◆ **PROBLEM STATEMENT**: Scan the entries below and say how many lines contain "density". Write only the number.

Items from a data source
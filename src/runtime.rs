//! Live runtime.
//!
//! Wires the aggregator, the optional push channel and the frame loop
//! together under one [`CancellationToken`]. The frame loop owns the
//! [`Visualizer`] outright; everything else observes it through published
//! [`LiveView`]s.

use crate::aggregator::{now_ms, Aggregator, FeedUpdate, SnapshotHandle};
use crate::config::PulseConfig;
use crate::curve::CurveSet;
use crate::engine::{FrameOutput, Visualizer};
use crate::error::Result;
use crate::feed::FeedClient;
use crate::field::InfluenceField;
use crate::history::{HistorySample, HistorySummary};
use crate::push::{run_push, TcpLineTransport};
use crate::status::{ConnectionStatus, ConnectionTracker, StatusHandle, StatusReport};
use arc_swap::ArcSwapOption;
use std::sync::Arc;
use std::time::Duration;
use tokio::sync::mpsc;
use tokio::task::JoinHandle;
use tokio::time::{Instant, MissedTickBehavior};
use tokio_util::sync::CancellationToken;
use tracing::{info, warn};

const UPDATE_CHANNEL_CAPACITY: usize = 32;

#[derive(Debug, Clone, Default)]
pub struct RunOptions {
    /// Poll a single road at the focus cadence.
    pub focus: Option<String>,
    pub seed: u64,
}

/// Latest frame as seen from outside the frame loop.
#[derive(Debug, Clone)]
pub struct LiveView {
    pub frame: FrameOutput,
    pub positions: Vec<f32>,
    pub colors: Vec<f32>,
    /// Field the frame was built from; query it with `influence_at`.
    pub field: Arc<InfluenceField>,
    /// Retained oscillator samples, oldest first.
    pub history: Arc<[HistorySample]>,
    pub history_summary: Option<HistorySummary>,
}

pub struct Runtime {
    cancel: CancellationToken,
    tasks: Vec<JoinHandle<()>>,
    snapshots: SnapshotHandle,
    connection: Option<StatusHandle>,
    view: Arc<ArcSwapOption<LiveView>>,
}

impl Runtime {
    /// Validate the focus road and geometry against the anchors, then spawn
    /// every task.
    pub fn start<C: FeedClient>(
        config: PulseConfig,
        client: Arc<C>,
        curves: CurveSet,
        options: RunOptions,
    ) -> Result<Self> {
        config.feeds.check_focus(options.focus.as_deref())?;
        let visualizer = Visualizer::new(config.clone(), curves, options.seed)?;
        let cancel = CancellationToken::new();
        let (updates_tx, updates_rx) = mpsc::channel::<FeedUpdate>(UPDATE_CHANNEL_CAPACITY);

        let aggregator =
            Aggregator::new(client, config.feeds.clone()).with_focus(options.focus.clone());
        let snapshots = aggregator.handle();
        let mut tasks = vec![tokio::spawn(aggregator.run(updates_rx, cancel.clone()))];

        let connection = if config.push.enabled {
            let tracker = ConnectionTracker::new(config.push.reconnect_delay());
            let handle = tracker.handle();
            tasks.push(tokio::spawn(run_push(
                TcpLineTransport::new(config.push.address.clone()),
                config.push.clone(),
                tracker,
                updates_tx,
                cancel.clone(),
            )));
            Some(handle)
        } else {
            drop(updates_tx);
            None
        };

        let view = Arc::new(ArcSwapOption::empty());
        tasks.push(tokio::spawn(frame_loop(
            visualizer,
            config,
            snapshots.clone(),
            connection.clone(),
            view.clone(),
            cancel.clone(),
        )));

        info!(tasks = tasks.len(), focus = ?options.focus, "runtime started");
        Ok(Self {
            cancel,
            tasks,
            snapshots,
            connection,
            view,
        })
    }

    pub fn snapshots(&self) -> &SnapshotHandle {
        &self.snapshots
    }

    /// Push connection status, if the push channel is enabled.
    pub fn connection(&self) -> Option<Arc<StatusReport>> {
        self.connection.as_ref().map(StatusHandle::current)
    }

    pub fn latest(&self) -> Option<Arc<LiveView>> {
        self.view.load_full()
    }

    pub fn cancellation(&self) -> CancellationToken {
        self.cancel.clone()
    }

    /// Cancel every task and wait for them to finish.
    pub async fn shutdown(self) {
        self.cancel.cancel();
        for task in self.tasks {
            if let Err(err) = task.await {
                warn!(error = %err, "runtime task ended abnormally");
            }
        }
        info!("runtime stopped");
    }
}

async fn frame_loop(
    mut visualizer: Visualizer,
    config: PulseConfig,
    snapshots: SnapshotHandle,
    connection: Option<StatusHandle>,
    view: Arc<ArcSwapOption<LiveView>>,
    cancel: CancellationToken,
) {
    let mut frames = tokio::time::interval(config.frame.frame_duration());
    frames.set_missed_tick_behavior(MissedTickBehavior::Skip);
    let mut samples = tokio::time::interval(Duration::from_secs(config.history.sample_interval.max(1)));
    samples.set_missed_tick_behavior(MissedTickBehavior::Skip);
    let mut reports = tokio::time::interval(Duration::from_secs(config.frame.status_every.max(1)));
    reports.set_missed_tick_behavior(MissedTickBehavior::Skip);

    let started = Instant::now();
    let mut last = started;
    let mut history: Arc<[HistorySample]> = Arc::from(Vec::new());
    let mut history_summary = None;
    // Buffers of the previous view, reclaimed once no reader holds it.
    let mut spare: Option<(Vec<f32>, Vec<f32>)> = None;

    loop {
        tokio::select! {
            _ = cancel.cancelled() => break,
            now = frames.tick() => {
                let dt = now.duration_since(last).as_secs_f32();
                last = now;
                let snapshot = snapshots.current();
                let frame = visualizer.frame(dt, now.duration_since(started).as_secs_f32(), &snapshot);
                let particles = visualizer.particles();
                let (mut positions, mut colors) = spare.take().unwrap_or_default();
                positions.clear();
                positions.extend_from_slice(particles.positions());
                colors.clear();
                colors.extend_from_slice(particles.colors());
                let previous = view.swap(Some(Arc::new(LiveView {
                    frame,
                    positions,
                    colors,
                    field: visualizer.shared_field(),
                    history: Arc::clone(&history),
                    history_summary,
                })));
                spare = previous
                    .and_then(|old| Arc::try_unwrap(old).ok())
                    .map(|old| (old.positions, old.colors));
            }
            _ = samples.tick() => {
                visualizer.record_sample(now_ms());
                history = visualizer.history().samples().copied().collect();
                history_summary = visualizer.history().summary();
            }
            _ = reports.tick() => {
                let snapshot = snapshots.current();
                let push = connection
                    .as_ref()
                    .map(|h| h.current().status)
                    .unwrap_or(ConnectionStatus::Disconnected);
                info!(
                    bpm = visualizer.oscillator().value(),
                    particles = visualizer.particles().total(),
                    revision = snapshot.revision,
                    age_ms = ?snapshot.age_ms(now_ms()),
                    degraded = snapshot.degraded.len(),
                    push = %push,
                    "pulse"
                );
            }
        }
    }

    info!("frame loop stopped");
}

==

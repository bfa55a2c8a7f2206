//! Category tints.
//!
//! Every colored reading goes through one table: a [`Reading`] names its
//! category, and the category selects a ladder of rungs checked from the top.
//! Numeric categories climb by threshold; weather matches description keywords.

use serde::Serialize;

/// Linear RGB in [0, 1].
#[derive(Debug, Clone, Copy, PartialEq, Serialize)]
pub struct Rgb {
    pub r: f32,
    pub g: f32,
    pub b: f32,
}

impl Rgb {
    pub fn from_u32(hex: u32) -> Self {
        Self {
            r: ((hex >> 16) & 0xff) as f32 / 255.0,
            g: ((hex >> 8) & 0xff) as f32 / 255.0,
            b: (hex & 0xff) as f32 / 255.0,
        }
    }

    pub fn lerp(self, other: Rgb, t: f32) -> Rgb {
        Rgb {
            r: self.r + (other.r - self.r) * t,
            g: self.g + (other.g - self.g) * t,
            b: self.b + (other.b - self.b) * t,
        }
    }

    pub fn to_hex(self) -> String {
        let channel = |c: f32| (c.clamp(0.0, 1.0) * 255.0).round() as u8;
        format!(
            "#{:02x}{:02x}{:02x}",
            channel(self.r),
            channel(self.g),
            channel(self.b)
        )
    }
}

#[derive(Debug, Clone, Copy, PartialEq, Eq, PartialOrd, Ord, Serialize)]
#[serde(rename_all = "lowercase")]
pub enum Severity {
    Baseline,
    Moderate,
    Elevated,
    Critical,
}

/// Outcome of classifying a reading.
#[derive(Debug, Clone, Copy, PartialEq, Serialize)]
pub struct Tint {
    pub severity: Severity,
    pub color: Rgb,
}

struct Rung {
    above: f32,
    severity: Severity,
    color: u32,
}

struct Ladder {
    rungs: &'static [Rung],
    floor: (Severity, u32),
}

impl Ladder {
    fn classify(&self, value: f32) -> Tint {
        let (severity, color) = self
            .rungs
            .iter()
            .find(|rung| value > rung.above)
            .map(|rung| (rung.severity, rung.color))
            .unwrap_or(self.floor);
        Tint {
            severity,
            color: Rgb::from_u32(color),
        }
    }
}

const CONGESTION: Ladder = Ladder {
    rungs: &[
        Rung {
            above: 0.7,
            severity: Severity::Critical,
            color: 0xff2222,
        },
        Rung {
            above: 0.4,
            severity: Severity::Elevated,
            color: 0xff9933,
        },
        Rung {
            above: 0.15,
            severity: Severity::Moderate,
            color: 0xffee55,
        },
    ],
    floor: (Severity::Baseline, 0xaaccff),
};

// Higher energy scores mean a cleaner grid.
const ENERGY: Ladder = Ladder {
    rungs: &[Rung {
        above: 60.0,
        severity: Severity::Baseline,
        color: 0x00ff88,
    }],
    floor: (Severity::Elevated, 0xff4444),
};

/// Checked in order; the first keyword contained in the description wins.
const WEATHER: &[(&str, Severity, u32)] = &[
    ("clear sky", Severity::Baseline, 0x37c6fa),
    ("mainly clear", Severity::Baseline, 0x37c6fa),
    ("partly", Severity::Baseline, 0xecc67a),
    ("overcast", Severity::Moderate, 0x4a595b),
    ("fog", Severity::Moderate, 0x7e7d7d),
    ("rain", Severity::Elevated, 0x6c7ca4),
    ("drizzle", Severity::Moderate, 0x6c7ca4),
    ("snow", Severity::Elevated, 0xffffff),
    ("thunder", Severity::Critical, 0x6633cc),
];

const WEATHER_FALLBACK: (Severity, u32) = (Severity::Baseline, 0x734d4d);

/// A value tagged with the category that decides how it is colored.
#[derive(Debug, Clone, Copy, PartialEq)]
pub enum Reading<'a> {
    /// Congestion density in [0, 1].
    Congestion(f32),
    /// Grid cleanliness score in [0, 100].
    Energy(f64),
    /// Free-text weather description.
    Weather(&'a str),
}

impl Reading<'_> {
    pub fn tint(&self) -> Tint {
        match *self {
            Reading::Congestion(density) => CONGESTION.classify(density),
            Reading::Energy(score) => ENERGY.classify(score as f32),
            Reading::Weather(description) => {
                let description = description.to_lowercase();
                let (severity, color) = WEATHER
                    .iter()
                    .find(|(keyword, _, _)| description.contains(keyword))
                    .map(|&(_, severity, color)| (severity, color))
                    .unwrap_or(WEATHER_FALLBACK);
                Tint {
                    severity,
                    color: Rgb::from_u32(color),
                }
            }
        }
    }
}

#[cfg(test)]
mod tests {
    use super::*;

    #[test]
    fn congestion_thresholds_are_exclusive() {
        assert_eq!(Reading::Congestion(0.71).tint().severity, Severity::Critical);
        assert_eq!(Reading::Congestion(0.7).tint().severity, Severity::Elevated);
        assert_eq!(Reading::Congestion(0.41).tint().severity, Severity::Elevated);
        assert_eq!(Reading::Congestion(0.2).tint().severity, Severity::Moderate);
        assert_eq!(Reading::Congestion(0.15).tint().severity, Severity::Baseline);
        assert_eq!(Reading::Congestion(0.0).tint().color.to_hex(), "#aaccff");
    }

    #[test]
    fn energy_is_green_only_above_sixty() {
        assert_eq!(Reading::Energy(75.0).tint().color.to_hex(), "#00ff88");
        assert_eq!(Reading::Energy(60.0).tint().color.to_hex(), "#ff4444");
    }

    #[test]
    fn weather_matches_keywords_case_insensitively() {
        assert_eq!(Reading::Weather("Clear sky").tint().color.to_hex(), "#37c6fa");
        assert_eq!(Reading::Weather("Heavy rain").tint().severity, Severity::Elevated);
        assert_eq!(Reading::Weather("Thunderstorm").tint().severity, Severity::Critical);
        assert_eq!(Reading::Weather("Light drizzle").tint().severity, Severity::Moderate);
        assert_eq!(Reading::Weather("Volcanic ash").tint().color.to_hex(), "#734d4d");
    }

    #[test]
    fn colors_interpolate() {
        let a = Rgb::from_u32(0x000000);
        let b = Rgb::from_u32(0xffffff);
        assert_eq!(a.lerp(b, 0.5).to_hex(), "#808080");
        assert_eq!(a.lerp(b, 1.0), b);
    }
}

---

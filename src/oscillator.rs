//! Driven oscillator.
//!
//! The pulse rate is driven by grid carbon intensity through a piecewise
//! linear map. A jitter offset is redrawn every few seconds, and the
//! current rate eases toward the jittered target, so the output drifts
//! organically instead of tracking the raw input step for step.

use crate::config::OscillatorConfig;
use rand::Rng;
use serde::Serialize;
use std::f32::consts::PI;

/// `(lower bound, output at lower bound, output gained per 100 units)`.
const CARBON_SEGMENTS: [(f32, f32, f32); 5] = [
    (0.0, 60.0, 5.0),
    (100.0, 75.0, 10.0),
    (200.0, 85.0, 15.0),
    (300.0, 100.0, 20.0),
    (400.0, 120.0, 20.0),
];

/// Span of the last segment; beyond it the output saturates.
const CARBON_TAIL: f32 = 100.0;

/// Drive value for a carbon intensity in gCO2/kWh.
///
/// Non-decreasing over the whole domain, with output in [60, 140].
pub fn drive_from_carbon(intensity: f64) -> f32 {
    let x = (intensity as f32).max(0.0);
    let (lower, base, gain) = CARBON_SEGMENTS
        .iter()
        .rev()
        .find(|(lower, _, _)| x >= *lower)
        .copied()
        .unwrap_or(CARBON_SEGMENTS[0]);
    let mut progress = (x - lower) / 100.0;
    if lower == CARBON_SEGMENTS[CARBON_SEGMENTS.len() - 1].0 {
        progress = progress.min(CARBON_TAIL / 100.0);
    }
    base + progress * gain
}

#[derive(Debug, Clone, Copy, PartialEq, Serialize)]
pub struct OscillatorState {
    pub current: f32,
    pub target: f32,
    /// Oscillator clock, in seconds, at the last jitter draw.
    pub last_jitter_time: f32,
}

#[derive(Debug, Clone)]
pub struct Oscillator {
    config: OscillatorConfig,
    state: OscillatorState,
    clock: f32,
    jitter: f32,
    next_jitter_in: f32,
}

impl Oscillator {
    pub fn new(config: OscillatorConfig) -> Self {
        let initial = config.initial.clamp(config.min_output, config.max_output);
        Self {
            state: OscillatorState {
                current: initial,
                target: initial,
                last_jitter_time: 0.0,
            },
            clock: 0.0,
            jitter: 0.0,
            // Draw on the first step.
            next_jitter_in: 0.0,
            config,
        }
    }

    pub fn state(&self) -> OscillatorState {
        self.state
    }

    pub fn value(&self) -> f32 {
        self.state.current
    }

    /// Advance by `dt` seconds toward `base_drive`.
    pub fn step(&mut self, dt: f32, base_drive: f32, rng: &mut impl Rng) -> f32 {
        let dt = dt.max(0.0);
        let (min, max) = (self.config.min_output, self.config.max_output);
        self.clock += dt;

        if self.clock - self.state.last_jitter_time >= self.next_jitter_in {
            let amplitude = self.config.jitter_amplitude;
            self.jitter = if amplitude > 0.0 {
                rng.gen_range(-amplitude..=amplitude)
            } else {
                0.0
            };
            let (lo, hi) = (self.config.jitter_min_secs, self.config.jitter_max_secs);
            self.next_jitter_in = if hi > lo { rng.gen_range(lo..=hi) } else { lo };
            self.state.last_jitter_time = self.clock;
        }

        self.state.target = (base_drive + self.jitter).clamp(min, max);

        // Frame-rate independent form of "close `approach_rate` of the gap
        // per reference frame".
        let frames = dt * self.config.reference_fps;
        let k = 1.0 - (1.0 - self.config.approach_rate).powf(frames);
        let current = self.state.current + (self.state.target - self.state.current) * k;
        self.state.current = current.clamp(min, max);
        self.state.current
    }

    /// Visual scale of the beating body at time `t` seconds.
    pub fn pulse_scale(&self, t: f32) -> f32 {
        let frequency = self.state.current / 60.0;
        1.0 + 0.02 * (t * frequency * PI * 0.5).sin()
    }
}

◆ **RESULT OF THIS EXERCISE**: 2